The Diplomatic Revolution of 1756 was the reversal of longstanding alliances in Europe between the War of the Austrian Succession and the Seven Years' War. Austria went from an ally of Britain to an ally of France; the Dutch Republic, a long-standing British ally, became more anti-British and took a neutral stance while Prussia became an ally of Britain. The most influential diplomat involved was an Austrian statesman, Wenzel Anton von Kaunitz. The change was part of the stately quadrille, a constantly shifting pattern of alliances throughout the 18th century to preserve or upset the European balance of power.

==Background==
The diplomatic change was triggered by a separation of interests among Austria, Britain, and France.

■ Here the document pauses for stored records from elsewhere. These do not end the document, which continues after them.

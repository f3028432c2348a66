//! Shared fetch sequence used by the blocking and progressive paths

use std::sync::Arc;
use tracing::{debug, info};

use crate::aggregator::{AggregationObserver, LapAggregator};
use crate::cache::ResultPromiseCache;
use crate::provider::{ResultsApi, SessionProvider};
use crate::resolver::resolve_race_index;
use crate::transform::Transformer;
use crate::types::{LapDataByParticipant, RaceResult, RawResult, RawSession};
use crate::{Result, ResultsError};

/// Upstream document fetched and checked for a race block.
pub(crate) struct LoadedResult {
    pub client: Arc<dyn ResultsApi>,
    pub raw: RawResult,
    race_index: usize,
}

impl LoadedResult {
    pub fn race(&self) -> &RawSession {
        &self.raw.session_results[self.race_index]
    }
}

/// Collaborators every fetch needs, wired once per service.
pub(crate) struct Pipeline {
    pub session: Arc<dyn SessionProvider>,
    pub transformer: Arc<dyn Transformer>,
    pub aggregator: LapAggregator,
    pub results: Arc<ResultPromiseCache>,
}

impl Pipeline {
    /// Authenticate, fetch the result document and resolve its race block.
    pub async fn load(&self, result_id: u64) -> Result<LoadedResult> {
        let client = self.session.ensure_session().await?;
        let raw = client.get_result(result_id).await?;

        let (race_index, _) = resolve_race_index(&raw)
            .map_err(|e| ResultsError::invalid_shape(result_id, e.to_string()))?;

        Ok(LoadedResult { client, raw, race_index })
    }

    /// Map a loaded document and lap data to the domain model.
    pub fn build(&self, result_id: u64, loaded: &LoadedResult, laps: &LapDataByParticipant) -> Result<RaceResult> {
        self.transformer
            .transform(&loaded.raw, loaded.race(), laps)
            .ok_or_else(|| ResultsError::invalid_shape(result_id, "no result could be built from the race block"))
    }

    /// Collect lap data for the loaded race block.
    pub async fn aggregate<O>(&self, result_id: u64, loaded: &LoadedResult, observer: &mut O) -> Result<LapDataByParticipant>
    where
        O: AggregationObserver + ?Sized,
    {
        let report = self.aggregator.aggregate(loaded.client.as_ref(), result_id, loaded.race(), observer).await?;
        Ok(report.laps)
    }

    /// Fetch everything, then build the result.
    pub async fn load_complete(&self, result_id: u64) -> Result<Arc<RaceResult>> {
        debug!(result_id, "Loading result");
        let loaded = self.load(result_id).await?;
        let laps = self.aggregate(result_id, &loaded, &mut ()).await?;
        let result = self.build(result_id, &loaded, &laps)?;

        info!(
            result_id,
            participants = result.participants.len(),
            with_laps = laps.len(),
            "Result loaded"
        );
        Ok(Arc::new(result))
    }
}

The Peace of Aix-la-Chapelle, after the War of the Austrian Succession in 1748, left Austria aware of the high price it paid for the Anglo-Austrian Alliance. Maria Theresa had defended her claim to the Habsburg lands and had her husband, Francis Stephen, crowned emperor in 1745. She had been forced to relinquish valuable territory in the process. Under British diplomatic pressure, Maria Theresa had given up part of the Duchy of Milan and occupied Bavaria. The British also forced her to cede the Duchy of Parma and Piacenza to Spain and, more importantly, to abandon the valuable province of Silesia (the Silesian duchies) to Prussian occupation.

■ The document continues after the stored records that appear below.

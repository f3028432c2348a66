//! In-memory caches for results and lap data.
//!
//! Both caches are plain values constructed by the caller and injected into
//! [`ResultService`](crate::ResultService); nothing here is process-global.
//!
//! - [`LapCache`] keeps per-participant lap lists under a time-to-live
//! - [`ResultPromiseCache`] keeps one shared fetch per result identifier
//! - [`TtlCache`] is the generic store behind the lap cache

mod entry;
mod lap;
mod promise;
mod ttl;

use serde::{Deserialize, Serialize};

pub use entry::CacheEntry;
pub use lap::{LapCache, LapKey};
pub use promise::{Claim, ResultPromiseCache, SharedFetch};
pub use ttl::TtlCache;

/// Snapshot of cache occupancy and effectiveness.
#[derive(Debug, Clone, Copy, PartialEq, Serialize, Deserialize)]
#[cfg_attr(feature = "tauri", derive(specta::Type))]
#[serde(rename_all = "camelCase")]
pub struct CacheStats {
    /// Result fetches held, pending or complete
    pub entries: usize,
    /// Fraction of result requests that joined an existing fetch
    pub hit_rate: f64,
    /// Result fetches still pending
    pub in_flight: usize,
    pub lap_entries: usize,
    pub lap_hit_rate: f64,
}
//! Race session selection.
//!
//! A result document carries one block per session of the event. Only the
//! race block is of interest, but upstream naming is inconsistent, so
//! selection falls through an ordered list of rules:
//!
//! 1. A label equal to `RACE`, then any label containing `RACE`
//! 2. A label containing `FEATURE` or `MAIN`, or equal to `R` or `RACE SESSION`
//! 3. The only block, when there is exactly one
//! 4. The block with the most participants
//!
//! Label comparison is case-insensitive. The last rule is a heuristic: a race
//! normally has the largest entry list of any session type.
//!
//! A block chosen by any rule must carry a non-empty participant list;
//! otherwise resolution fails rather than falling back to qualifying or
//! practice data.

use tracing::{debug, trace};

use crate::types::{RawResult, RawSession};

/// Which rule selected the race block.
#[derive(Debug, Clone, Copy, PartialEq, Eq)]
pub enum Resolution {
    ExactRace,
    ContainsRace,
    AlternateName,
    SingleSession,
    LargestField,
}

/// Why no race block could be selected.
#[derive(Debug, Clone, PartialEq, Eq)]
pub enum ResolveError {
    NoSessions,
    NoParticipants { label: String },
}

impl std::fmt::Display for ResolveError {
    fn fmt(&self, f: &mut std::fmt::Formatter<'_>) -> std::fmt::Result {
        match self {
            ResolveError::NoSessions => f.write_str("no race session: result has no session blocks"),
            ResolveError::NoParticipants { label } => {
                write!(f, "no race session: block '{}' has no participant list", label)
            }
        }
    }
}

impl std::error::Error for ResolveError {}

/// Select the race block from `raw`.
pub fn resolve_race_session(raw: &RawResult) -> Result<(&RawSession, Resolution), ResolveError> {
    let (index, resolution) = resolve_race_index(raw)?;
    Ok((&raw.session_results[index], resolution))
}

/// Like [`resolve_race_session`], returning the block's position in `session_results`.
pub fn resolve_race_index(raw: &RawResult) -> Result<(usize, Resolution), ResolveError> {
    let sessions = &raw.session_results;
    if sessions.is_empty() {
        return Err(ResolveError::NoSessions);
    }

    let (index, resolution) = select(sessions);
    let session = &sessions[index];
    trace!(
        result_id = raw.subsession_id,
        simsession_number = session.simsession_number,
        ?resolution,
        "Race session candidate selected"
    );

    if session.participant_count() == 0 {
        return Err(ResolveError::NoParticipants { label: describe(session) });
    }

    debug!(
        result_id = raw.subsession_id,
        session = %describe(session),
        participants = session.participant_count(),
        ?resolution,
        "Resolved race session"
    );
    Ok((index, resolution))
}

fn select(sessions: &[RawSession]) -> (usize, Resolution) {
    if let Some(index) = find_labelled(sessions, |label| label == "RACE") {
        return (index, Resolution::ExactRace);
    }
    if let Some(index) = find_labelled(sessions, |label| label.contains("RACE")) {
        return (index, Resolution::ContainsRace);
    }
    if let Some(index) = find_labelled(sessions, |label| {
        label.contains("FEATURE") || label.contains("MAIN") || label == "R" || label == "RACE SESSION"
    }) {
        return (index, Resolution::AlternateName);
    }
    if sessions.len() == 1 {
        return (0, Resolution::SingleSession);
    }

    // First block wins ties, keeping selection stable for equal fields
    let largest = sessions
        .iter()
        .enumerate()
        .rev()
        .max_by_key(|(_, session)| session.participant_count())
        .map_or(0, |(index, _)| index);
    (largest, Resolution::LargestField)
}

fn find_labelled<F>(sessions: &[RawSession], matches: F) -> Option<usize>
where
    F: Fn(&str) -> bool,
{
    sessions
        .iter()
        .position(|session| session.labels().any(|label| matches(&label.to_ascii_uppercase())))
}

fn describe(session: &RawSession) -> String {
    session.labels().next().map_or_else(
        || format!("session {}", session.simsession_number),
        str::to_string,
    )
}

Another major cause for the failure of the old system was the situation in the Austrian Netherlands. During the War of the Austrian Succession, the Dutch barrier fortresses in the Austrian Netherlands, which bound the Dutch and British to defend those lands, had been captured by French armies. Paris had subsequently ordered the dismantling of the defenses of the captured barrier towns. When the French armies returned home in 1748, the Austrian Netherlands had been turned into an open plain. This act marked the end of the Dutch Republic as a major power and made Austria realize that the British and the Dutch were no longer able to defend the Austrian Netherlands. Only rapprochement with France could secure these territories.

During the war, Frederick II of Prussia had seized Silesia, one of the Lands of the Bohemian Crown. That acquisition had further advanced Prussia as a great European power, which now posed an increasing threat to Austria's German lands and to Central Europe. The growth of Prussia, dangerous to Austria, was welcomed by the British, who saw it as a means of balancing French power and reducing French influence in Germany, which might otherwise have grown in response to Austrian weakness.

==Westminster Convention==

The results of the War of the Austrian Succession made it clear that Britain no longer viewed Austria as powerful enough to check France, but was content to build up smaller states like Prussia. Britain and Prussia, in the Westminster Convention (16 January 1756), agreed that Britain would not aid Austria in a renewed conflict for Silesia if Prussia agreed to protect Hanover from France. Protection of Hanover was important to Britain because it was a possession of its king, George II (who had been born and raised in the Electorate). Britain felt that with Prussia's growing strength, it would be more able to defend Hanover than Austria.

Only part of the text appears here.